Only lines with the word "espncdn" belong in the answer; copy them from the records below.

[Saved data entries]
_____

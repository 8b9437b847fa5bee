use anyhow::{Context, Result, anyhow};
use reqwest::blocking::Client;
use serde::Deserialize;

use crate::config::{GameConfig, RetryPolicy};
use crate::http_client::http_client;
use crate::model::{
    AthleteBio, AthleteDetail, College, DepthChart, DepthChartAthlete, RosterRecord,
    SearchResult, TeamHistoryEntry, TeamRecord,
};
use crate::retry::with_retry;
use crate::source::{PlayerDataSource, is_searchable};

const NFL_SITE_PATH: &str = "site/v2/sports/football/nfl";
const NFL_ATHLETES_PATH: &str = "common/v3/sports/football/nfl/athletes";
const HEADSHOT_URL: &str = "https://a.espncdn.com/i/headshots/nfl/players/full";
const COLLEGE_LOGO_URL: &str = "https://a.espncdn.com/i/teamlogos/ncaa/500";

pub struct EspnSource {
    client: &'static Client,
    site_base: String,
    web_base: String,
    retry: RetryPolicy,
}

impl EspnSource {
    pub fn from_config(config: &GameConfig) -> Result<Self> {
        Ok(Self {
            client: http_client(config.http_timeout)?,
            site_base: config.site_base.clone(),
            web_base: config.web_base.clone(),
            retry: config.retry,
        })
    }

    fn fetch_body(&self, url: &str, query: &[(&str, &str)]) -> Result<String> {
        let resp = self
            .client
            .get(url)
            .query(query)
            .send()
            .context("request failed")?;
        let status = resp.status();
        let body = resp.text().context("failed reading body")?;
        if !status.is_success() {
            return Err(anyhow!("http {status}: {url}"));
        }
        Ok(body)
    }

    fn fetch_parsed<T>(
        &self,
        label: &str,
        url: &str,
        query: &[(&str, &str)],
        parse: impl Fn(&str) -> Result<T>,
    ) -> Result<T> {
        with_retry(self.retry, label, || {
            let body = self.fetch_body(url, query)?;
            parse(&body)
        })
        .with_context(|| format!("{label} fetch failed"))
    }
}

impl PlayerDataSource for EspnSource {
    fn list_teams(&self) -> Result<Vec<TeamRecord>> {
        let url = format!("{}/{NFL_SITE_PATH}/teams", self.site_base);
        self.fetch_parsed("teams", &url, &[], parse_teams_json)
    }

    fn roster(&self, team_id: &str) -> Result<Vec<RosterRecord>> {
        let url = format!("{}/{NFL_SITE_PATH}/teams/{team_id}/roster", self.site_base);
        self.fetch_parsed("roster", &url, &[], parse_roster_json)
    }

    fn depth_chart(&self, team_id: &str) -> Result<DepthChart> {
        let url = format!("{}/{NFL_SITE_PATH}/teams/{team_id}/depthcharts", self.site_base);
        self.fetch_parsed("depth chart", &url, &[], parse_depth_chart_json)
    }

    fn athlete_detail(&self, athlete_id: &str) -> Result<AthleteDetail> {
        let url = format!("{}/{NFL_ATHLETES_PATH}/{athlete_id}", self.site_base);
        self.fetch_parsed("athlete detail", &url, &[], parse_athlete_detail_json)
    }

    fn athlete_bio(&self, athlete_id: &str) -> Result<AthleteBio> {
        let url = format!("{}/{NFL_ATHLETES_PATH}/{athlete_id}/bio", self.web_base);
        self.fetch_parsed("athlete bio", &url, &[], parse_athlete_bio_json)
    }

    fn search(&self, query: &str, limit: usize) -> Result<Vec<SearchResult>> {
        if !is_searchable(query) {
            return Ok(Vec::new());
        }
        let url = format!("{}/common/v3/search", self.site_base);
        let limit = limit.to_string();
        let params = [
            ("query", query.trim()),
            ("limit", limit.as_str()),
            ("type", "player"),
            ("sport", "football"),
            ("league", "nfl"),
        ];
        self.fetch_parsed("search", &url, &params, parse_search_json)
    }
}

pub fn headshot_url(athlete_id: &str) -> String {
    format!("{HEADSHOT_URL}/{athlete_id}.png")
}

pub fn college_logo_url(college_id: &str) -> String {
    format!("{COLLEGE_LOGO_URL}/{college_id}.png")
}

fn trimmed_body(raw: &str) -> Option<&str> {
    let trimmed = raw.trim();
    if trimmed.is_empty() || trimmed == "null" {
        None
    } else {
        Some(trimmed)
    }
}

pub fn parse_teams_json(raw: &str) -> Result<Vec<TeamRecord>> {
    let Some(trimmed) = trimmed_body(raw) else {
        return Ok(Vec::new());
    };
    let parsed: TeamsResponse = serde_json::from_str(trimmed).context("invalid teams json")?;
    let teams = parsed
        .sports
        .into_iter()
        .next()
        .and_then(|sport| sport.leagues.into_iter().next())
        .map(|league| league.teams)
        .unwrap_or_default();

    let mut seen = std::collections::HashSet::new();
    Ok(teams
        .into_iter()
        .filter_map(|wrapper| {
            let team = wrapper.team;
            if team.id.is_empty() || !seen.insert(team.id.clone()) {
                return None;
            }
            Some(TeamRecord {
                name: non_empty(team.display_name)
                    .or_else(|| non_empty(team.name))
                    .unwrap_or_else(|| "Unknown Team".to_string()),
                abbreviation: team.abbreviation.unwrap_or_default(),
                logo: team
                    .logos
                    .into_iter()
                    .next()
                    .map(|l| l.href)
                    .unwrap_or_default(),
                id: team.id,
            })
        })
        .collect())
}

pub fn parse_roster_json(raw: &str) -> Result<Vec<RosterRecord>> {
    let Some(trimmed) = trimmed_body(raw) else {
        return Ok(Vec::new());
    };
    let parsed: RosterResponse = serde_json::from_str(trimmed).context("invalid roster json")?;
    // Rosters are grouped into offense, defense and special teams sections.
    Ok(parsed
        .athletes
        .into_iter()
        .flat_map(|section| section.items)
        .filter(|item| !item.id.is_empty())
        .map(|item| RosterRecord {
            headshot: item
                .headshot
                .map(|h| h.href)
                .and_then(non_empty)
                .unwrap_or_else(|| headshot_url(&item.id)),
            full_name: non_empty(item.display_name)
                .or_else(|| non_empty(item.full_name))
                .unwrap_or_else(|| "Unknown".to_string()),
            position: item.position.map(|p| p.abbreviation).unwrap_or_default(),
            experience_years: item.experience.map(|e| e.years).unwrap_or(0),
            id: item.id,
        })
        .collect())
}

pub fn parse_depth_chart_json(raw: &str) -> Result<DepthChart> {
    let Some(trimmed) = trimmed_body(raw) else {
        return Ok(DepthChart::default());
    };
    let parsed: DepthChartResponse =
        serde_json::from_str(trimmed).context("invalid depth chart json")?;

    let mut chart = DepthChart::default();
    for group in parsed.depthchart {
        for (key, slot) in group.positions {
            let key = key.trim().to_ascii_lowercase();
            if chart.slots.iter().any(|(existing, _)| *existing == key) {
                continue;
            }
            let athletes = slot
                .athletes
                .into_iter()
                .filter(|a| !a.id.is_empty())
                .map(|a| DepthChartAthlete {
                    headshot: a
                        .headshot
                        .map(|h| h.href)
                        .and_then(non_empty)
                        .unwrap_or_else(|| headshot_url(&a.id)),
                    full_name: non_empty(a.display_name)
                        .or_else(|| non_empty(a.full_name))
                        .unwrap_or_else(|| "Unknown".to_string()),
                    id: a.id,
                })
                .collect();
            chart.slots.push((key, athletes));
        }
    }
    Ok(chart)
}

pub fn parse_athlete_detail_json(raw: &str) -> Result<AthleteDetail> {
    let trimmed = trimmed_body(raw).ok_or_else(|| anyhow!("empty athlete response"))?;
    let parsed: AthleteDetailResponse =
        serde_json::from_str(trimmed).context("invalid athlete json")?;
    // The common/v3 endpoint wraps the record in `athlete`; older payloads are flat.
    let athlete = match parsed.athlete {
        Some(athlete) => athlete,
        None => serde_json::from_str::<EspnAthlete>(trimmed).context("invalid athlete json")?,
    };
    if athlete.id.is_empty() {
        return Err(anyhow!("athlete response without id"));
    }

    let college = athlete.college.map(|c| College {
        id: non_empty(c.id),
        name: non_empty(c.name)
            .or_else(|| non_empty(c.short_name))
            .unwrap_or_else(|| "Unknown College".to_string()),
    });

    Ok(AthleteDetail {
        headshot: athlete
            .headshot
            .map(|h| h.href)
            .and_then(non_empty)
            .unwrap_or_else(|| headshot_url(&athlete.id)),
        full_name: non_empty(athlete.display_name)
            .or_else(|| non_empty(athlete.full_name))
            .unwrap_or_else(|| "Unknown".to_string()),
        position: athlete.position.map(|p| p.abbreviation).unwrap_or_default(),
        college,
        id: athlete.id,
    })
}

_____

#### ANSWER SPACE
const HEADSHOT_URL: &str = "https://a.espncdn.com/i/headshots/nfl/players/full";
const COLLEGE_LOGO_URL: &str = "https://a.espncdn.com/i/teamlogos/ncaa/500";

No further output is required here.